| How to complete this task |
Your task is to copy every line of the entries that contains "stamped".

| The input |
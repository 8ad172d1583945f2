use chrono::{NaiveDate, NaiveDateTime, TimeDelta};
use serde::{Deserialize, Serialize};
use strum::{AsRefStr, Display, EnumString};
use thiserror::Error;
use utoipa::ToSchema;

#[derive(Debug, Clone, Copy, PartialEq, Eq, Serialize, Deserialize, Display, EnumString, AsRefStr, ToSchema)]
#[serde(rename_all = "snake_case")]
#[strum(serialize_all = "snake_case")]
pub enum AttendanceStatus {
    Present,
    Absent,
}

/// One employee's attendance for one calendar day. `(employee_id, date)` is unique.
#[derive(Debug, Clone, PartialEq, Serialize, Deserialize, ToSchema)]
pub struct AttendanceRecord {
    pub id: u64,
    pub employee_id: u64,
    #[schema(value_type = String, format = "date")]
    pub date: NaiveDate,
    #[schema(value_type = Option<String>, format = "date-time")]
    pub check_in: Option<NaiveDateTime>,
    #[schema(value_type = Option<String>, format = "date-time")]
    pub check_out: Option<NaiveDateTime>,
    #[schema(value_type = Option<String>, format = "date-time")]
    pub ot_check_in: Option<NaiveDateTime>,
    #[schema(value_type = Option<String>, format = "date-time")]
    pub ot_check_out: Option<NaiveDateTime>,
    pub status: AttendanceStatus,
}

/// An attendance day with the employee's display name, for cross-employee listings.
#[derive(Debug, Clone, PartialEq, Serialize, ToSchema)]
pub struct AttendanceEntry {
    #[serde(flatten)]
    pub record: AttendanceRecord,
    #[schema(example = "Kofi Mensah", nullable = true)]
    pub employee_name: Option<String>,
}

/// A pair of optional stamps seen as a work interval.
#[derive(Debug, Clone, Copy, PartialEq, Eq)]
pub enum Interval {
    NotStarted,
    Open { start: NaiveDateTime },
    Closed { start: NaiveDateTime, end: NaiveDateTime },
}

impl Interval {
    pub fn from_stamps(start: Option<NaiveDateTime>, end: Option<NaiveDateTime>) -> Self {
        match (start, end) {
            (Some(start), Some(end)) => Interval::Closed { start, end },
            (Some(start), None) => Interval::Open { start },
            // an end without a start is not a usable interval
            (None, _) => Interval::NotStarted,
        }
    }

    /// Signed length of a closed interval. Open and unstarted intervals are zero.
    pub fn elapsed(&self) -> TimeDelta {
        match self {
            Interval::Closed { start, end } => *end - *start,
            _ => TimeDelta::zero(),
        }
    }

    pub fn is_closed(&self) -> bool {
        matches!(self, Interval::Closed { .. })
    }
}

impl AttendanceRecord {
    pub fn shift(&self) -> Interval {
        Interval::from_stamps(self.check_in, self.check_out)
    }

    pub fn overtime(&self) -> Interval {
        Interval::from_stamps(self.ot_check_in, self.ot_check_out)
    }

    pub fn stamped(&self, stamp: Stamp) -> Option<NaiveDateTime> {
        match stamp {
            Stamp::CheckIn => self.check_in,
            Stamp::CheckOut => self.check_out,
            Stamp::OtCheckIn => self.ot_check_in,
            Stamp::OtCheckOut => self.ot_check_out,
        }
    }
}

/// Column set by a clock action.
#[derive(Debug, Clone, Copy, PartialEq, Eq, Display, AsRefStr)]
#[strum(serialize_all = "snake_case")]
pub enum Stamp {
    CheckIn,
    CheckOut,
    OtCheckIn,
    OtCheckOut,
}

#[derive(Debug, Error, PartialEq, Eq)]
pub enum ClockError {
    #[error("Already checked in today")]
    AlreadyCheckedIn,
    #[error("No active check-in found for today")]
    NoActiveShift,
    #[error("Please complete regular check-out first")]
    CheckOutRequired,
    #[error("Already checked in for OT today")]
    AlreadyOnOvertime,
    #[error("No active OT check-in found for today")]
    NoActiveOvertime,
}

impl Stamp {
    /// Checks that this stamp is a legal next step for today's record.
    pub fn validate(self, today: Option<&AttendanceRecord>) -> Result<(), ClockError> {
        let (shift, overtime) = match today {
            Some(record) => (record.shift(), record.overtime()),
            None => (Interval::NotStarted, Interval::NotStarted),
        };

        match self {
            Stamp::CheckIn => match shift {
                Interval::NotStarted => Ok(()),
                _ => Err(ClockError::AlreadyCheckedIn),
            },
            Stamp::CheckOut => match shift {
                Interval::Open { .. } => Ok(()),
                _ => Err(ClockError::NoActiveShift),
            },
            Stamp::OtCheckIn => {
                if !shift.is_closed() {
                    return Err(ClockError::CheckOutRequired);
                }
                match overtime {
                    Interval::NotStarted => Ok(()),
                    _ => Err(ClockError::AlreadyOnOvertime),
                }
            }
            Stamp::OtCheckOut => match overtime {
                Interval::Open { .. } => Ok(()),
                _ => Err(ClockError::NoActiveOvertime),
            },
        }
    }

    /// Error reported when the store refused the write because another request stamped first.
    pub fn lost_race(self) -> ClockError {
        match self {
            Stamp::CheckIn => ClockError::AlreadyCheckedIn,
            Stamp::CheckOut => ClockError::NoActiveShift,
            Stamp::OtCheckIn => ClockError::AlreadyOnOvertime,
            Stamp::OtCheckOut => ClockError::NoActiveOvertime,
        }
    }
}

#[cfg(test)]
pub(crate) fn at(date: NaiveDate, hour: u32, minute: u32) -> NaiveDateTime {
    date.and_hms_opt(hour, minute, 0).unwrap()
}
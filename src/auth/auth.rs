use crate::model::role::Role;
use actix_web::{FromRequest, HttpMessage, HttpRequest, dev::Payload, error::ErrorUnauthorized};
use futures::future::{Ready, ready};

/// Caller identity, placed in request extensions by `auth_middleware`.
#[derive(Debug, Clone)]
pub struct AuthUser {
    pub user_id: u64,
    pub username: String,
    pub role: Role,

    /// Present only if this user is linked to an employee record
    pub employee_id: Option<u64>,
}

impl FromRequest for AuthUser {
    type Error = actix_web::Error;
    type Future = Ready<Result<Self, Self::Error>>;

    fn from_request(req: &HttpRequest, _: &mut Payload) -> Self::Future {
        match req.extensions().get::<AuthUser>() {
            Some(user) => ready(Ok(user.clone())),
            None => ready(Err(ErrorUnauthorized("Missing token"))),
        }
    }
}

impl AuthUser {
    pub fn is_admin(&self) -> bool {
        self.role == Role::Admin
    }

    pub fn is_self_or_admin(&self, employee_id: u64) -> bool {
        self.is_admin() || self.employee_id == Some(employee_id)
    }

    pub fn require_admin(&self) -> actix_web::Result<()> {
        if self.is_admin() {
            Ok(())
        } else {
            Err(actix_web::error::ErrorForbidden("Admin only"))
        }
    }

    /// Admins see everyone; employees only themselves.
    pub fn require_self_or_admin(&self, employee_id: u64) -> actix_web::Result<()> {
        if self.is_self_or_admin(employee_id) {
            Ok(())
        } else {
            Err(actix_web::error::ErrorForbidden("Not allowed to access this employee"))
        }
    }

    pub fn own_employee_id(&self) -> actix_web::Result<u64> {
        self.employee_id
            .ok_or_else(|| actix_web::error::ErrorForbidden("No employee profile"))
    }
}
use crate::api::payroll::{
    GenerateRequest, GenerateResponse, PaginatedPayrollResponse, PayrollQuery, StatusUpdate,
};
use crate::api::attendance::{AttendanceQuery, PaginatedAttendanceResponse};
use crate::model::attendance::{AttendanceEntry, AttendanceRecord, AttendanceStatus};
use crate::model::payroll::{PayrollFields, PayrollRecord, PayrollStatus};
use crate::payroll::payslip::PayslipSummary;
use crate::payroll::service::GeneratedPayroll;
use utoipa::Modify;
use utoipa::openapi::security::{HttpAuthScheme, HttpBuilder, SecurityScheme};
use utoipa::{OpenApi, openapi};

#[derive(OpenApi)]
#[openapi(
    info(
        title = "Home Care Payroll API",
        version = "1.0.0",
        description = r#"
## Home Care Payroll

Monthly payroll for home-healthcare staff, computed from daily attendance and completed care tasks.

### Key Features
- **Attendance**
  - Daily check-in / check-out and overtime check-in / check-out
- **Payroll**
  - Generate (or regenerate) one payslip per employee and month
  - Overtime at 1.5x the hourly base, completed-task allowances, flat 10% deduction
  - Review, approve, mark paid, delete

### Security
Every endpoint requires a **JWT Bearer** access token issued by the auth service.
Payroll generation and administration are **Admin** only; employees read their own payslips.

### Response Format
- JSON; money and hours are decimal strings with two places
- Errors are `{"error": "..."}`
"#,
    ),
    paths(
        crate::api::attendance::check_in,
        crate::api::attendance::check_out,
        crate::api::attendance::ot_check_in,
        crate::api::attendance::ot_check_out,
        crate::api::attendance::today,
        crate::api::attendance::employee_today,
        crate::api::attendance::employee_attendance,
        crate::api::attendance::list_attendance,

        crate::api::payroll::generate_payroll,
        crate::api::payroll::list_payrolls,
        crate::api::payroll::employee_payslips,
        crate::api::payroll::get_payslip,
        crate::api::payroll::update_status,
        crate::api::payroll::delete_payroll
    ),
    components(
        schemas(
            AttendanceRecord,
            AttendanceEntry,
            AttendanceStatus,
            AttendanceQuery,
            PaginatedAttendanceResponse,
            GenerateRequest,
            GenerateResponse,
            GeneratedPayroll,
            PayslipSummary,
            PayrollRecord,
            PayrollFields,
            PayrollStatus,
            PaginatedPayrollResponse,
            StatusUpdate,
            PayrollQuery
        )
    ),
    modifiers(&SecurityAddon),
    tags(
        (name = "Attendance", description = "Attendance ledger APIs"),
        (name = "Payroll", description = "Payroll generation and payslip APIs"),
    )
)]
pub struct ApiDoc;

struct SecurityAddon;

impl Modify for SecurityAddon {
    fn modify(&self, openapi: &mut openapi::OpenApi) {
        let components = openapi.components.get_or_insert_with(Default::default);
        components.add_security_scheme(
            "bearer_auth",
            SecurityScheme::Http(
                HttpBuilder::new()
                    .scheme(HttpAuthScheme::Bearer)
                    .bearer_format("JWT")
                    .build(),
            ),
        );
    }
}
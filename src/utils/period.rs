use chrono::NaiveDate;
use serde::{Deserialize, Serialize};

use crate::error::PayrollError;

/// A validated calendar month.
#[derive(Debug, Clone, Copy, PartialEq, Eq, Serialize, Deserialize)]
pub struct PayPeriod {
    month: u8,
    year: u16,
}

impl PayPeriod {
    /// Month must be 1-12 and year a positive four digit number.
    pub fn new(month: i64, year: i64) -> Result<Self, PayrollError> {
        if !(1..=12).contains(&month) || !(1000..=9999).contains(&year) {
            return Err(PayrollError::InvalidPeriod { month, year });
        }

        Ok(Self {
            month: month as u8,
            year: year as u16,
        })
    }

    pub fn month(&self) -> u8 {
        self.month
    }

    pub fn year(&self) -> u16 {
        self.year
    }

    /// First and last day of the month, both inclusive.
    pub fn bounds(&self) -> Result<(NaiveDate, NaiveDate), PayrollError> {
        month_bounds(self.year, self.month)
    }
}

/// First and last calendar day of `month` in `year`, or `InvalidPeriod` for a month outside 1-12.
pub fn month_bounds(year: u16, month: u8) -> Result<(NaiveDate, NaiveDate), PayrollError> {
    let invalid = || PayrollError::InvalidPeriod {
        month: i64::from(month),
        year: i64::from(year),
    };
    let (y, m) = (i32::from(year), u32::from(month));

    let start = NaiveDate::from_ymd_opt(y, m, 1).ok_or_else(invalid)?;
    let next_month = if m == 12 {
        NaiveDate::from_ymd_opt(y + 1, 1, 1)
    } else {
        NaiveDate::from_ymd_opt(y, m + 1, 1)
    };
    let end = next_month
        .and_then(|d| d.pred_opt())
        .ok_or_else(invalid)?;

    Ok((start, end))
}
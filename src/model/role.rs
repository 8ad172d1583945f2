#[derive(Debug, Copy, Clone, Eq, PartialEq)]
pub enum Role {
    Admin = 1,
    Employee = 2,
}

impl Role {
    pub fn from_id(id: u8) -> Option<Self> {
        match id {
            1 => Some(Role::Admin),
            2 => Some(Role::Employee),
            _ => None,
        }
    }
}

| Reply |
    pub fn stamped(&self, stamp: Stamp) -> Option<NaiveDateTime> {
    /// Error reported when the store refused the write because another request stamped first.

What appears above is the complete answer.